Phase I trial of oral S-1 combined with gemcitabine in metastatic pancreatic cancer

The objective of this study was to determine the maximum tolerated dose (MTD) and dose-limiting toxicities (DLTs) of S-1, an oral fluorouracil derivative, combined with gemcitabine, the current standard treatment for advanced pancreatic cancer (APC). The subjects were histopathologically proven APC patients with distant metastasis. S-1 was administered orally twice daily each day for 14 days and gemcitabine on days 8 and 15 of each cycle, and this was repeated every 21 days. Doses of each drug were planned as follows: level 1: 800/60, level 2a: 800/80, level 2b: 1000/60, level 3: 1000/80 (gemcitabine (mg m(−2))/S-1 (mg m(−2) day(−1))). In all, 21 patients with APC were enrolled. The main grade 3–4 toxicities observed during first cycle were neutropenia (33%), anaemia (10%), thrombocytopenia (14%) and anorexia (10%).
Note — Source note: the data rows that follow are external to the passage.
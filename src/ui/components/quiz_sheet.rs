use ratatui::buffer::Buffer;
use ratatui::layout::Rect;
use ratatui::style::{Modifier, Style};
use ratatui::text::{Line, Span};
use ratatui::widgets::{Block, Paragraph, Widget, Wrap};

use crate::bank::Question;
use crate::ui::theme::Theme;

const OPTION_LETTERS: [char; 6] = ['A', 'B', 'C', 'D', 'E', 'F'];

/// Generated test view: numbered questions with selectable options.
/// Picks live in the screen state only; the generated test itself is
/// never mutated by choosing an answer.
pub struct QuizSheet<'a> {
    pub summary: &'a str,
    pub questions: &'a [Question],
    pub picked: &'a [Option<usize>],
    pub cursor: usize,
    pub theme: &'a Theme,
}

impl Widget for QuizSheet<'_> {
    fn render(self, area: Rect, buf: &mut Buffer) {
        let colors = &self.theme.colors;

        let block = Block::bordered()
            .title(format!(" {} ", self.summary))
            .border_style(Style::default().fg(colors.border()))
            .style(Style::default().bg(colors.bg()));
        let inner = block.inner(area);
        block.render(area, buf);

        let mut lines: Vec<Line> = Vec::new();
        let mut cursor_line = 0usize;

        for (qi, question) in self.questions.iter().enumerate() {
            if qi == self.cursor {
                cursor_line = lines.len();
            }
            let marker = if qi == self.cursor { ">" } else { " " };
            lines.push(Line::from(Span::styled(
                format!("{marker} {}. {}", qi + 1, question.prompt),
                Style::default()
                    .fg(if qi == self.cursor {
                        colors.accent()
                    } else {
                        colors.fg()
                    })
                    .add_modifier(Modifier::BOLD),
            )));

            for (oi, option) in question.options.iter().enumerate() {
                let letter = OPTION_LETTERS.get(oi).copied().unwrap_or('?');
                let is_picked = self.picked.get(qi).copied().flatten() == Some(oi);
                let pick_mark = if is_picked { "●" } else { "○" };
                let style = if is_picked {
                    Style::default()
                        .fg(colors.success())
                        .add_modifier(Modifier::BOLD)
                } else {
                    Style::default().fg(colors.fg())
                };
                lines.push(Line::from(Span::styled(
                    format!("    {pick_mark} {letter}. {option}"),
                    style,
                )));
            }
            lines.push(Line::from(""));
        }

        // Keep the focused question in view.
        let viewport = inner.height as usize;
        let scroll = if cursor_line + 6 > viewport {
            cursor_line + 6 - viewport
        } else {
            0
        };

        let paragraph = Paragraph::new(lines)
            .wrap(Wrap { trim: false })
            .scroll((scroll as u16, 0));
        paragraph.render(inner, buf);
    }
}
use ratatui::buffer::Buffer;
use ratatui::layout::{Constraint, Direction, Layout, Rect};
use ratatui::style::{Modifier, Style};
use ratatui::text::{Line, Span};
use ratatui::widgets::{Block, Paragraph, Widget};

use crate::ui::theme::Theme;

/// Topic and difficulty pickers shown while the quiz session is
/// configuring. All labels arrive pre-translated.
pub struct QuizForm<'a> {
    pub select_topic: &'a str,
    pub difficulty_heading: &'a str,
    pub questions_in: &'a str,
    pub language_name: &'a str,
    pub topics: &'a [String],
    pub topic_cursor: usize,
    pub chosen_topic: Option<usize>,
    pub difficulties: &'a [String],
    pub difficulty_index: usize,
    pub offline_hint: Option<&'a str>,
    pub status: Option<&'a str>,
    pub theme: &'a Theme,
}

impl Widget for QuizForm<'_> {
    fn render(self, area: Rect, buf: &mut Buffer) {
        let colors = &self.theme.colors;

        let block = Block::bordered()
            .border_style(Style::default().fg(colors.border()))
            .style(Style::default().bg(colors.bg()));
        let inner = block.inner(area);
        block.render(area, buf);

        let layout = Layout::default()
            .direction(Direction::Vertical)
            .constraints([
                Constraint::Length(1),
                Constraint::Length(self.topics.len() as u16),
                Constraint::Length(1),
                Constraint::Length(2),
                Constraint::Length(2),
                Constraint::Min(0),
            ])
            .split(inner);

        let heading = Paragraph::new(Line::from(Span::styled(
            format!(" {}", self.select_topic),
            Style::default()
                .fg(colors.fg())
                .add_modifier(Modifier::BOLD),
        )));
        heading.render(layout[0], buf);

        let topic_lines: Vec<Line> = self
            .topics
            .iter()
            .enumerate()
            .map(|(i, label)| {
                let cursor = if i == self.topic_cursor { ">" } else { " " };
                let chosen = if self.chosen_topic == Some(i) { "●" } else { "○" };
                let style = if i == self.topic_cursor {
                    Style::default()
                        .fg(colors.accent())
                        .add_modifier(Modifier::BOLD)
                } else if self.chosen_topic == Some(i) {
                    Style::default().fg(colors.success())
                } else {
                    Style::default().fg(colors.fg())
                };
                Line::from(Span::styled(format!(" {cursor} {chosen} {label}"), style))
            })
            .collect();
        Paragraph::new(topic_lines).render(layout[1], buf);

        let difficulty_heading = Paragraph::new(Line::from(Span::styled(
            format!(" {}", self.difficulty_heading),
            Style::default()
                .fg(colors.fg())
                .add_modifier(Modifier::BOLD),
        )));
        difficulty_heading.render(layout[2], buf);

        let mut difficulty_spans: Vec<Span> = vec![Span::raw(" ")];
        for (i, label) in self.difficulties.iter().enumerate() {
            let style = if i == self.difficulty_index {
                Style::default()
                    .fg(colors.bg())
                    .bg(colors.accent())
                    .add_modifier(Modifier::BOLD)
            } else {
                Style::default().fg(colors.fg()).bg(colors.accent_dim())
            };
            difficulty_spans.push(Span::styled(format!(" {label} "), style));
            difficulty_spans.push(Span::raw("  "));
        }
        Paragraph::new(Line::from(difficulty_spans)).render(layout[3], buf);

        let language_line = Paragraph::new(Line::from(vec![
            Span::styled(
                format!(" {}: ", self.questions_in),
                Style::default().fg(colors.muted()),
            ),
            Span::styled(
                self.language_name,
                Style::default()
                    .fg(colors.fg())
                    .add_modifier(Modifier::BOLD),
            ),
        ]));
        language_line.render(layout[4], buf);

        let mut tail_lines: Vec<Line> = Vec::new();
        if let Some(hint) = self.offline_hint {
            tail_lines.push(Line::from(Span::styled(
                format!(" {hint}"),
                Style::default().fg(colors.warning()),
            )));
        }
        if let Some(status) = self.status {
            tail_lines.push(Line::from(Span::styled(
                format!(" {status}"),
                Style::default().fg(colors.error()),
            )));
        }
        if !tail_lines.is_empty() {
            Paragraph::new(tail_lines).render(layout[5], buf);
        }
    }
}
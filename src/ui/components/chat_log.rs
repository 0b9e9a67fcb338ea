use ratatui::buffer::Buffer;
use ratatui::layout::{Alignment, Rect};
use ratatui::style::{Modifier, Style};
use ratatui::text::{Line, Span};
use ratatui::widgets::{Block, Paragraph, Widget, Wrap};

use crate::session::Message;
use crate::ui::layout::wrapped_line_count;
use crate::ui::theme::Theme;

/// Transcript view. User messages sit on the right, tutor messages on the
/// left; the view keeps the latest message in sight.
pub struct ChatLog<'a> {
    messages: &'a [Message],
    theme: &'a Theme,
}

impl<'a> ChatLog<'a> {
    pub fn new(messages: &'a [Message], theme: &'a Theme) -> Self {
        Self { messages, theme }
    }
}

impl Widget for ChatLog<'_> {
    fn render(self, area: Rect, buf: &mut Buffer) {
        let colors = &self.theme.colors;

        let block = Block::bordered()
            .border_style(Style::default().fg(colors.border()))
            .style(Style::default().bg(colors.bg()));
        let inner = block.inner(area);
        block.render(area, buf);

        let width = inner.width as usize;
        let mut lines: Vec<Line> = Vec::new();
        let mut height = 0usize;

        for msg in self.messages {
            let alignment = if msg.is_user {
                Alignment::Right
            } else {
                Alignment::Left
            };
            let body_style = if msg.is_user {
                Style::default().fg(colors.user_fg())
            } else {
                Style::default().fg(colors.tutor_fg())
            };

            lines.push(
                Line::from(Span::styled(
                    msg.timestamp.clone(),
                    Style::default()
                        .fg(colors.muted())
                        .add_modifier(Modifier::DIM),
                ))
                .alignment(alignment),
            );
            lines.push(Line::from(Span::styled(msg.content.clone(), body_style)).alignment(alignment));
            lines.push(Line::from(""));

            height += 2 + wrapped_line_count(&msg.content, width);
        }

        let scroll = height.saturating_sub(inner.height as usize);
        let paragraph = Paragraph::new(lines)
            .wrap(Wrap { trim: false })
            .scroll((scroll as u16, 0));
        paragraph.render(inner, buf);
    }
}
There were no DLT observed in level 1. Three of six patients in level 2a had DLT and this level was considered the MTD. In all, 12 patients in level 2b had no DLT and this level was selected as the recommended dose. Applicable responses were one complete response and nine partial responses (48%). As toxicities were well tolerated and antitumour activities seem to be promising, this combination can be recommended for further phase II studies with APC.